ASSIGNMENT: Only the lines from the line containing "the studio engine" to the end of the records, both included, belong in the answer, copied exactly.

+ + + + +

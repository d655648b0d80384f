use crate::{Error, Result};
use serde::Serialize;

/// Login descriptor for a website. Secrets are not modelled.
#[derive(Debug, Clone, Serialize)]
#[serde(rename_all = "camelCase")]
pub struct Credential {
    pub id: u64,
    pub site: String,
    pub username: String,
    pub auto_login: bool,
}

#[derive(Debug, Default, Serialize)]
pub struct CredentialList {
    entries: Vec<Credential>,
    #[serde(skip)]
    next_id: u64,
}

impl CredentialList {
    pub fn new() -> Self {
        Self::default()
    }

    /// Add a credential; a blank site is ignored and returns `None`
    pub fn add(&mut self, site: &str, username: &str, auto_login: bool) -> Option<&Credential> {
        let site = site.trim();
        if site.is_empty() {
            return None;
        }

        self.next_id += 1;
        self.entries.push(Credential {
            id: self.next_id,
            site: site.to_string(),
            username: username.trim().to_string(),
            auto_login,
        });
        self.entries.last()
    }

    pub fn remove(&mut self, id: u64) -> Result<Credential> {
        let idx = self
            .entries
            .iter()
            .position(|c| c.id == id)
            .ok_or(Error::CredentialNotFound(id))?;
        Ok(self.entries.remove(idx))
    }

    pub fn list(&self) -> &[Credential] {
        &self.entries
    }

    pub fn len(&self) -> usize {
        self.entries.len()
    }

    pub fn is_empty(&self) -> bool {
        self.entries.is_empty()
    }
}
// Live (wall-clock) driving of the studio engine

mod error;
mod scheduler;
mod session;

pub use error::{Error, Result};
pub use scheduler::{Fired, TokioScheduler};
pub use session::Session;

+ + + + +

WRITTEN ANSWER:
// Live (wall-clock) driving of the studio engine

mod error;
mod scheduler;
mod session;

pub use error::{Error, Result};
pub use scheduler::{Fired, TokioScheduler};
pub use session::Session;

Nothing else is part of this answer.